Reviving Lake Urmia hosting large flocks of flamingos
TEHRAN – Large flocks of flamingos are returning to Lake Urmia as the lake is being revived after years of dryness, ISNA reported on Thursday.
Accordingly, flamingos have migrated to their former habitat, Lake Urmia, for food. The number of them on the shores of the lake has been announced to be around 20,000.
Shared between West Azarbaijan and East Azarbaijan provinces in northwestern Iran, Lake Urmia was once the largest salt-water lake in West Asia.
However, decades of long-standing drought spell excessive dam construction, and elevated hot summer temperatures that speed up evaporation, as well as increased water demands in the agriculture sector, shrank the lake drastically.
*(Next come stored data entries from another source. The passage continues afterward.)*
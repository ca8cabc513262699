//! 選択画像の一括抽出
//!
//! 1枚ずつ順番に処理し、成功したらその場で結果を保存する。
//! 1枚の失敗ではバッチを止めず、ファイル名付きのエラーとして残して次へ進む。

use crate::config::Config;
use crate::error::{ImageExtractError, Result};
use crate::extractor::{ExtractionError, Extractor, ImagePayload};
use crate::scanner::ImageFile;
use crate::store::RecordStore;
use base64::Engine;
use image_extract_common::ExtractionRecord;
use std::fmt;
use thiserror::Error;
use tracing::{info, warn};

/// 1ファイル分の失敗理由
#[derive(Error, Debug, Clone, PartialEq, Eq)]
pub enum FileFailure {
    #[error("画像読み込みエラー: {0}")]
    Read(String),

    #[error(transparent)]
    Extraction(#[from] ExtractionError),
}

/// ファイル名付きの失敗
#[derive(Debug, Clone, PartialEq, Eq)]
pub struct FileError {
    pub file_name: String,
    pub failure: FileFailure,
}

impl fmt::Display for FileError {
    fn fmt(&self, f: &mut fmt::Formatter<'_>) -> fmt::Result {
        write!(f, "{} の処理に失敗しました: {}", self.file_name, self.failure)
    }
}

/// 1ファイルの結果。成功時は追加したレコードのID
pub type FileOutcome = std::result::Result<i64, FileError>;

/// バッチ全体の結果（選択順）
#[derive(Debug, Clone, Default)]
pub struct BatchReport {
    pub outcomes: Vec<FileOutcome>,
}

impl BatchReport {
    pub fn total(&self) -> usize {
        self.outcomes.len()
    }

    pub fn record_ids(&self) -> Vec<i64> {
        self.outcomes.iter().filter_map(|o| o.as_ref().ok().copied()).collect()
    }

    pub fn errors(&self) -> Vec<&FileError> {
        self.outcomes.iter().filter_map(|o| o.as_ref().err()).collect()
    }

    pub fn succeeded(&self) -> usize {
        self.outcomes.iter().filter(|o| o.is_ok()).count()
    }

    pub fn failed(&self) -> usize {
        self.total() - self.succeeded()
    }
}

/// 進捗の通知先
pub trait BatchObserver {
    fn on_file_start(&mut self, _index: usize, _total: usize, _file_name: &str) {}
    fn on_file_success(&mut self, _record: &ExtractionRecord) {}
    fn on_file_failure(&mut self, _error: &FileError) {}
    fn on_batch_finish(&mut self, _report: &BatchReport) {}
}

/// 通知を捨てる
pub struct NoopObserver;

impl BatchObserver for NoopObserver {}

/// 進捗表示 `処理中 i/N: name`（iは1始まり）
pub fn progress_message(index: usize, total: usize, file_name: &str) -> String {
    format!("処理中 {}/{}: {}", index + 1, total, file_name)
}

async fn read_base64(image: &ImageFile) -> std::result::Result<String, FileFailure> {
    let bytes = tokio::fs::read(&image.path)
        .await
        .map_err(|e| FileFailure::Read(format!("{}: {}", image.path.display(), e)))?;
    // 空ファイルも空データのままAPIに渡す
    Ok(base64::engine::general_purpose::STANDARD.encode(bytes))
}

async fn process_file(
    image: &ImageFile,
    config: &Config,
    extractor: &dyn Extractor,
) -> std::result::Result<image_extract_common::FieldMap, FileFailure> {
    let data_base64 = read_base64(image).await?;
    let payload = ImagePayload {
        data_base64: &data_base64,
        mime_type: image.mime_type,
    };
    Ok(extractor.extract(&config.api_key, payload, &config.prompt).await?)
}

/// 選択画像を順番に抽出し、成功分をその場でストアに追加する
///
/// APIキー未設定・選択なしの場合は何もせずエラーを返す。
pub async fn run_batch(
    files: &[ImageFile],
    config: &Config,
    extractor: &dyn Extractor,
    records: &mut RecordStore,
    observer: &mut dyn BatchObserver,
) -> Result<BatchReport> {
    if !config.has_api_key() {
        return Err(ImageExtractError::MissingApiKey);
    }
    if files.is_empty() {
        return Err(ImageExtractError::EmptySelection);
    }

    let total = files.len();
    let mut report = BatchReport::default();
    info!(total, model = extractor.model_name(), "バッチ処理開始");

    for (index, image) in files.iter().enumerate() {
        observer.on_file_start(index, total, &image.file_name);

        match process_file(image, config, extractor).await {
            Ok(fields) => {
                let id = records.create(index, &image.file_name, fields);
                if let Some(record) = records.get(id) {
                    observer.on_file_success(record);
                }
                report.outcomes.push(Ok(id));
            }
            Err(failure) => {
                let error = FileError {
                    file_name: image.file_name.clone(),
                    failure,
                };
                warn!("{}", error);
                observer.on_file_failure(&error);
                report.outcomes.push(Err(error));
            }
        }
    }

    info!(
        succeeded = report.succeeded(),
        failed = report.failed(),
        "バッチ処理完了"
    );
    observer.on_batch_finish(&report);

    Ok(report)
}
//! 抽出結果の型定義
//!
//! CLIと保存データで共有される型:
//! - FieldMap: 1枚の画像から抽出したフィールド名 → 値（null可）
//! - ExtractionRecord: 表の1行（ID・元ファイル名・フィールド）

use serde::{Deserialize, Serialize};
use std::collections::BTreeMap;

/// フィールド名 → 値。`None` はモデルが `null` を返したことを表す
pub type FieldMap = BTreeMap<String, Option<String>>;

/// 抽出結果1件（表の1行）
///
/// 作成後は変更されず、削除のみ行われる。
/// 旧データの `imageName` / `data` キーも読み込める。
#[derive(Debug, Clone, PartialEq, Eq, Serialize, Deserialize)]
#[serde(rename_all = "camelCase")]
pub struct ExtractionRecord {
    pub id: i64,

    #[serde(alias = "imageName")]
    pub source_name: String,

    #[serde(default, alias = "data")]
    pub fields: FieldMap,
}

impl ExtractionRecord {
    pub fn new(id: i64, source_name: impl Into<String>, fields: FieldMap) -> Self {
        Self {
            id,
            source_name: source_name.into(),
            fields,
        }
    }

    /// フィールド値を取得（欠落・nullはどちらも `None`）
    pub fn field(&self, key: &str) -> Option<&str> {
        self.fields.get(key).and_then(|v| v.as_deref())
    }
}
In 1999 the volume of water which was at 30 billion cubic meters drastically decreased to half a billion cubic meters in 2013. Moreover, the lake surface area of 5,000 square kilometers in 1997 shrunk to one-tenth of that to 500 square kilometers in 2013.
With the complete implementation of two water transfer projects, Lake Urmia will be completely restored by the Iranian calendar year 1406 (March 2027-March 2028), Issa Kalantari, Department of Environment (DOE) chief two weeks earlier announced.
Farhad Sarkhosh, head of the Lake Urmia Restoration Program’s office in West Azarbaijan province said that the lake’s level has reached 1,271.87 meters, which is 37 centimeters higher than the last year’s level.
The lake's water volume was estimated at more than 4.620 billion cubic meters, which indicates an increase of 1.010 billion cubic meters compared to the last year and 1.7 meters since 2014.
The above normal levels of rain came to help conservation measures to preserve the Lake Urmia, however, it still needs 9.5 billion cubic meters of water to reach its ecological level of 1274.10.
The lake was home to many migratory and indigenous animals including flamingos, pelicans, egrets, and ducks, and attracted hundreds of tourists every year who had bathed in the water to take advantage of the therapeutic properties of the lake.
These days, life has returned to Lake Urmia. The lake now has so much water that tourists can swim in its shiny water and birds and aquatic species such as flamingos and Artemia have returned to it, but it still has a long way to completely survive.